Saved entries
****
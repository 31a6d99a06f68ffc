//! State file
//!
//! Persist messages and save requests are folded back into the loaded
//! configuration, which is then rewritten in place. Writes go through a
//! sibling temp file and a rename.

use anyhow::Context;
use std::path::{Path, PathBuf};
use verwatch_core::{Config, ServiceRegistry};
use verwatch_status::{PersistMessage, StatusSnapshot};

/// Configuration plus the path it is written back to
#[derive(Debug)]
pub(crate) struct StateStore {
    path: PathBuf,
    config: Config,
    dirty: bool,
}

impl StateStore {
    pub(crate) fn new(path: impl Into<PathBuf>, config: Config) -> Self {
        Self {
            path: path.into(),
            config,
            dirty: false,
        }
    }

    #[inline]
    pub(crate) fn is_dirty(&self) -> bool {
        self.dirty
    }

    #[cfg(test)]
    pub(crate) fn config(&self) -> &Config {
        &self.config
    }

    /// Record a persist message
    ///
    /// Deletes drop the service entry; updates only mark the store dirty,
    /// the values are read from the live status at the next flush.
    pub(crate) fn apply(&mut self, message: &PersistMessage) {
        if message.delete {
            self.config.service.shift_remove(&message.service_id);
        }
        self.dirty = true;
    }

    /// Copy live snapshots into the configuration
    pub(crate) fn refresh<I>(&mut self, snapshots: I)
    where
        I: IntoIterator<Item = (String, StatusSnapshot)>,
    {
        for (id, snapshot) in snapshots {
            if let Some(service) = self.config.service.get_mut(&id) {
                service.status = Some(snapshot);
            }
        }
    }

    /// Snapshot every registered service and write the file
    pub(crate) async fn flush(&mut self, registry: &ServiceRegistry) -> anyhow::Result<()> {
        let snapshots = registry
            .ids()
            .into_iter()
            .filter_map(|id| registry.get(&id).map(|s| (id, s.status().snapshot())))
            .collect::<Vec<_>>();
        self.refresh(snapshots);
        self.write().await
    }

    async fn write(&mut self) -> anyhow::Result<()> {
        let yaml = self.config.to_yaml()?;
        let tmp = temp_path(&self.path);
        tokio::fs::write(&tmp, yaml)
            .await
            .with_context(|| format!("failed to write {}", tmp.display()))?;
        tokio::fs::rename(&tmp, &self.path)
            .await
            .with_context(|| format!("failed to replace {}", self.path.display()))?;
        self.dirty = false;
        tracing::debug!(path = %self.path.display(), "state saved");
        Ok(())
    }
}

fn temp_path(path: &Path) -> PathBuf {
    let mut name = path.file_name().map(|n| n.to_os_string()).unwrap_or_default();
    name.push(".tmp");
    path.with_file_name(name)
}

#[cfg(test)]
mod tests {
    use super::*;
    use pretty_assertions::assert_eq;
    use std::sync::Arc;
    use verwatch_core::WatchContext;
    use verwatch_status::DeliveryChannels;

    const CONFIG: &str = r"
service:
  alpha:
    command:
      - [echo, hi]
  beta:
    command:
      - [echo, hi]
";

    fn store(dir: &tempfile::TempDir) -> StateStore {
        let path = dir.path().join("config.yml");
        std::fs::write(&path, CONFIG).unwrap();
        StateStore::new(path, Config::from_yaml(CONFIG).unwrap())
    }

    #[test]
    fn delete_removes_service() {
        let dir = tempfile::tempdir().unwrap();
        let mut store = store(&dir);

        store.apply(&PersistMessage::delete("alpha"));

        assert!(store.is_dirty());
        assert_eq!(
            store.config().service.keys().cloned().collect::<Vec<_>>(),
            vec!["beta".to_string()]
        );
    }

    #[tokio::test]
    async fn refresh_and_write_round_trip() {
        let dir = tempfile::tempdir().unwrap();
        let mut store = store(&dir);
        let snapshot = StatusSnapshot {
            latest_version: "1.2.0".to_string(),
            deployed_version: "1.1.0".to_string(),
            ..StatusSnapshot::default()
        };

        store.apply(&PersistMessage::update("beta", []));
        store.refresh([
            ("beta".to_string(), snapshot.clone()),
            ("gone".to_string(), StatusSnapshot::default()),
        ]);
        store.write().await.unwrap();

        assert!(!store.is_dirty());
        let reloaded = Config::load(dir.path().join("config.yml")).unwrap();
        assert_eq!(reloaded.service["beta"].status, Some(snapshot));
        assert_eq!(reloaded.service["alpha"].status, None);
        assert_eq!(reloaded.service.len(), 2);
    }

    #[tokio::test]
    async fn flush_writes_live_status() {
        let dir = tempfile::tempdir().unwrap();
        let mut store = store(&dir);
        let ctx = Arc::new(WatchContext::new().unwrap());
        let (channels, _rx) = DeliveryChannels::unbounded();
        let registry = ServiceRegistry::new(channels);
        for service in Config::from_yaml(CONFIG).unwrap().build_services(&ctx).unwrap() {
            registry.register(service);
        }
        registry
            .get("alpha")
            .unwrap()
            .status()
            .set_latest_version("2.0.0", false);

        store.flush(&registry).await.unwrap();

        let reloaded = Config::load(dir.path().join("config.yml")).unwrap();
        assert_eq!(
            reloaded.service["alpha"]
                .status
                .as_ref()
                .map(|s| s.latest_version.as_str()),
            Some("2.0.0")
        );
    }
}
****
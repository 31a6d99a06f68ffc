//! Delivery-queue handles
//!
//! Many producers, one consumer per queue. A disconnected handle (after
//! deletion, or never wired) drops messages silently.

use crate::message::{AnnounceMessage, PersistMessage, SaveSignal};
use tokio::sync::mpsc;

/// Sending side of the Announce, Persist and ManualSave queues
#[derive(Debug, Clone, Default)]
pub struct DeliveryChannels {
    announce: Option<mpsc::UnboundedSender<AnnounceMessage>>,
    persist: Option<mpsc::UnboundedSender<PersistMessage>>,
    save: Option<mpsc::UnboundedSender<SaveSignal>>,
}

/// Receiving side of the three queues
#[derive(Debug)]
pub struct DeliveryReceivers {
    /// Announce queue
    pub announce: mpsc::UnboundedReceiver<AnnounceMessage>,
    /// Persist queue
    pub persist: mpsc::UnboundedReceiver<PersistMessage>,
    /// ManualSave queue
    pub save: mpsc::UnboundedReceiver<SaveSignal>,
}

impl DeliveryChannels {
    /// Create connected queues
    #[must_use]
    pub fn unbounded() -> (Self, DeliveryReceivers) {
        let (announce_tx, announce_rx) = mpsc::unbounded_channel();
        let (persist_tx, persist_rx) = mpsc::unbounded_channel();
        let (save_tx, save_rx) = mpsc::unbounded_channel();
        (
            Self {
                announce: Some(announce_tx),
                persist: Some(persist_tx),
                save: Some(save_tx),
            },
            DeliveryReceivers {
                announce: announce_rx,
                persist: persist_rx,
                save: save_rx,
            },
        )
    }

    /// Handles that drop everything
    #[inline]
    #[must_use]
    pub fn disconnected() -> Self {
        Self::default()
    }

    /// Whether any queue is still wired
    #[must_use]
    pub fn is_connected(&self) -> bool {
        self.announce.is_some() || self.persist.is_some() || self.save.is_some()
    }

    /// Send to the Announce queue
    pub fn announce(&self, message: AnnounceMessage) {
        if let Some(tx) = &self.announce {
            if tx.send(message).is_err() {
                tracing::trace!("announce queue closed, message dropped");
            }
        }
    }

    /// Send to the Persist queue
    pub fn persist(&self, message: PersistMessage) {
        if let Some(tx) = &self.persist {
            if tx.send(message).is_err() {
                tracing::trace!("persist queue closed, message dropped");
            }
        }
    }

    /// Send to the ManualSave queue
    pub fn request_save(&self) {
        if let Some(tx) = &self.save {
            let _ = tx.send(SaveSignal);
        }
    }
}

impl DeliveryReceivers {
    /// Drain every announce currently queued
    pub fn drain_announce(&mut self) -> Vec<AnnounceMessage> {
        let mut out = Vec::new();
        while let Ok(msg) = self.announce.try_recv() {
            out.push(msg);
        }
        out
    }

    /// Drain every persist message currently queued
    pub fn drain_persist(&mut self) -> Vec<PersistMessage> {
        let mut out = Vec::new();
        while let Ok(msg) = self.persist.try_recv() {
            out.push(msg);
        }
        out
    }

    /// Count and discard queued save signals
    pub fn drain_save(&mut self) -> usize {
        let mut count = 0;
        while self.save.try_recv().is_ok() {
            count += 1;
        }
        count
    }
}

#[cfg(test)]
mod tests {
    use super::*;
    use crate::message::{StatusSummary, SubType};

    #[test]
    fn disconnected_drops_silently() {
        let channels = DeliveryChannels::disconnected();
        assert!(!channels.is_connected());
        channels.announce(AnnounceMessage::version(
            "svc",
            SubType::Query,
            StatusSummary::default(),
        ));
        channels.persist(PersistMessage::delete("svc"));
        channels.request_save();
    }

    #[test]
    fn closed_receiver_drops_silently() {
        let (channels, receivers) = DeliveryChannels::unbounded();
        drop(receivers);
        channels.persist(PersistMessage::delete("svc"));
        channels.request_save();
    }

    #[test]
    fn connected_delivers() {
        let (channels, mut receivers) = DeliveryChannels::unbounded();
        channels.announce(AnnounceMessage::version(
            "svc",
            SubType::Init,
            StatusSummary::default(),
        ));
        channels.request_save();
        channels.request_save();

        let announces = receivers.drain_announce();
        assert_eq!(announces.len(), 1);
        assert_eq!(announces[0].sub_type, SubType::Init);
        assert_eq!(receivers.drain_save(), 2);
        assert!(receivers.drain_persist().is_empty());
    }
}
****
Look through the data above and return exactly the lines from the one that contains "the next flush." to the one that contains "for (id, snapshot)", inclusive, with nothing else.

_Written response_.
    /// the values are read from the live status at the next flush.
    pub(crate) fn apply(&mut self, message: &PersistMessage) {
        if message.delete {
            self.config.service.shift_remove(&message.service_id);
        }
        self.dirty = true;
    }

    /// Copy live snapshots into the configuration
    pub(crate) fn refresh<I>(&mut self, snapshots: I)
    where
        I: IntoIterator<Item = (String, StatusSnapshot)>,
    {
        for (id, snapshot) in snapshots {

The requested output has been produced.